Grande nouvelle cette année, l'arrivée de la 4G. Et bonne surprise, les opérateurs ne facturent rien de plus à leurs clients...
Il n'y a pas de surcoût, c'est vrai. Mais attention avant d'acheter très cher un terminal compatible ! Les acteurs font des campagnes nationales de publicité sur ce produit mais le consommateur ne doit pas se contenter de ces annonces. Il doit se rendre sur leurs sites pour vérifier que la zone où il réside est bien couverte par la 4G. Et même dans les zones couvertes, la qualité du signal peut varier du simple au double selon le type d'antenne-relais ! C'est pour cela que nous demandons que toutes les informations soient communiquées.
La guerre des prix a-t-elle un coût sur la qualité du service ?
En novembre, nous avons mené une étude sur la 3G dans quatre régions. Nous avons remarqué que la qualité s'était dégradée chez plusieurs opérateurs cette année, notamment chez Free. Il est souvent plus difficile d'avoir un réseau de qualité, de télécharger une application, d'écouter de la musique... Cela concerne les streamings audio et vidéo. L'argument des opérateurs, c'est de dire que la hausse de consommation des données entraîne une congestion des réseaux. Mais alors, il faut investir pour décongestionner ! D'autant que les opérateurs dégagent suffisamment de revenus. Nous avons demandé à l’Autorité de régulation des communications et des postes (Arcep) de mettre en place des normes de qualité minimale pour la 3G et la 4G. Ces critères peuvent prendre plusieurs formes, comme une densification des réseaux, avec une meilleure implantation des antennes-relais.
Arnaud Montebourg, ministre du Redressement productif, a mis en garde jeudi, sur RTL, contre "une guerre des prix ravageuse" dans la téléphonie mobile et la "mort" éventuelle d'un des quatre opérateurs français.
La remarque d’Arnaud Montebourg est intéressante mais le gouvernement ne fait aucune proposition. Veut-il par exemple administrer les prix de la téléphonie mobile ? Rappelons que les opérateurs ont acquis les fréquences 4G à l’Etat pour un coût extrêmement cher, de l’ordre de 3,5 milliards d’euros pour les trois opérateurs historiques (Orange, SFR, Bouygues Telecom).
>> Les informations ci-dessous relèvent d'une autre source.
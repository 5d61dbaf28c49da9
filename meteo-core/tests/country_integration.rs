//! Integration tests for the country-name service adapter.

use meteo_core::{CountryResolver, CountryServiceClient, ResolutionError};
use wiremock::matchers::{method, path, query_param};
use wiremock::{Mock, MockServer, ResponseTemplate};

fn client(server: &MockServer) -> CountryServiceClient {
    CountryServiceClient::new(format!("{}/ws/country", server.uri()))
}

#[tokio::test]
async fn resolves_code_to_named_country() {
    let mock_server = MockServer::start().await;

    Mock::given(method("GET"))
        .and(path("/ws/country/ch"))
        .and(query_param("lang", "fr"))
        .respond_with(ResponseTemplate::new(200).set_body_json(serde_json::json!({
            "code": "ch",
            "name": "Suisse"
        })))
        .mount(&mock_server)
        .await;

    let country = client(&mock_server).resolve("CH", Some("fr")).await.unwrap();

    assert_eq!(country.code, "CH");
    assert_eq!(country.name.as_deref(), Some("Suisse"));
}

#[tokio::test]
async fn lang_parameter_is_omitted_when_absent() {
    let mock_server = MockServer::start().await;

    Mock::given(method("GET"))
        .and(path("/ws/country/ch"))
        .respond_with(ResponseTemplate::new(200).set_body_json(serde_json::json!({
            "code": "ch",
            "name": "Switzerland"
        })))
        .mount(&mock_server)
        .await;

    client(&mock_server).resolve("CH", None).await.unwrap();

    let requests = mock_server.received_requests().await.expect("requests should be recorded");
    assert_eq!(requests.len(), 1);
    assert!(!requests[0].url.query_pairs().any(|(key, _)| key == "lang"));
}

#[tokio::test]
async fn blank_name_in_response_maps_to_absent() {
    let mock_server = MockServer::start().await;

    Mock::given(method("GET"))
        .and(path("/ws/country/xx"))
        .respond_with(ResponseTemplate::new(200).set_body_json(serde_json::json!({
            "code": "xx",
            "name": "  "
        })))
        .mount(&mock_server)
        .await;

    let country = client(&mock_server).resolve("XX", None).await.unwrap();

    assert_eq!(country.code, "XX");
    assert_eq!(country.name, None);
}

#[tokio::test]
async fn non_success_status_is_a_resolution_error() {
    let mock_server = MockServer::start().await;

    Mock::given(method("GET"))
        .and(path("/ws/country/zz"))
        .respond_with(ResponseTemplate::new(404).set_body_string("no such country"))
        .mount(&mock_server)
        .await;

    let err = client(&mock_server).resolve("ZZ", None).await.unwrap_err();

    match err {
        ResolutionError::Status { status, body } => {
            assert_eq!(status.as_u16(), 404);
            assert!(body.contains("no such country"));
        }
        other => panic!("expected status error, got {other:?}"),
    }
}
Nous sommes dans une phase de transition. Et si Bouygues a connu ses premières pertes en 2012, la disparition éventuelle d’un opérateur ne se pose qu’à moyen terme. Si les entreprises fermaient à chaque perte, il n’y aurait plus beaucoup d’entreprises en France aujourd’hui. Encore une fois, il est important que quatre opérateurs restent en jeu car il est moins facile pour eux de s'entendre sur les prix. C'est dans l'intérêt du consommateur. Au-delà d'éventuelles fusions, d'autres solutions existent. Les opérateurs pourraient ainsi mutualiser leurs réseaux et leurs infrastructures.
Les opérateurs s'affrontent aussi sur d'autres terrains."Dans l'internet fixe, la fête est finie", lance même Martin Bouygues, qui promet "150 euros d'économie par an" à ses abonnés. Tout bénéfice pour le client ?
On peut s'attendre à des offres triple play à 25 euros, ce qui est bien moins cher que les tarifs pratiqués aujourd'hui par l'opérateur. Du point de vue du consommateur, cette économie substantielle est évidemment une bonne chose en période de crise. Encore faut-il que la qualité du réseau soit au rendez-vous... Et puis le risque, c'est que Bouygues augmente ensuite ses prix sur l'internet mobile, après avoir attiré de nouveaux clients. Les marges réalisées par le groupe sont plutôt faibles et l'action dégringole en Bourse. Une chose est sûre, c'est que les opérateurs de l'internet fixe ne pourront pas lâcher les formules illimitées.